(THE DATA Opens)

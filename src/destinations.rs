use super::*;

/// Owner scripts that new outputs are paid to, handed out round-robin in
/// owner order so that runs are reproducible.
#[derive(Debug, Clone, Default, PartialEq)]
pub struct Destinations {
  entries: Vec<(String, ScriptBuf)>,
  next: usize,
}

impl Destinations {
  pub fn new(directory: BTreeMap<String, ScriptBuf>) -> Self {
    Self {
      entries: directory.into_iter().collect(),
      next: 0,
    }
  }

  pub fn is_empty(&self) -> bool {
    self.entries.is_empty()
  }

  pub fn len(&self) -> usize {
    self.entries.len()
  }

  pub fn select(&mut self) -> Option<ScriptBuf> {
    let (_owner, script_pubkey) = self.entries.get(self.next)?;
    self.next = (self.next + 1) % self.entries.len();
    Some(script_pubkey.clone())
  }
}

(THE DATA Closes)

EXERCISE INSTRUCTIONS: Transcribe the data in full, matching every line exactly.

RESPONSE:
filename src/destinations.rs
use super::*;

/// Owner scripts that new outputs are paid to, handed out round-robin in
/// owner order so that runs are reproducible.
#[derive(Debug, Clone, Default, PartialEq)]
pub struct Destinations {
  entries: Vec<(String, ScriptBuf)>,
  next: usize,
}

impl Destinations {
  pub fn new(directory: BTreeMap<String, ScriptBuf>) -> Self {
    Self {
      entries: directory.into_iter().collect(),
      next: 0,
    }
  }

  pub fn is_empty(&self) -> bool {
    self.entries.is_empty()
  }

  pub fn len(&self) -> usize {
    self.entries.len()
  }

  pub fn select(&mut self) -> Option<ScriptBuf> {
    let (_owner, script_pubkey) = self.entries.get(self.next)?;
    self.next = (self.next + 1) % self.entries.len();
    Some(script_pubkey.clone())
  }
}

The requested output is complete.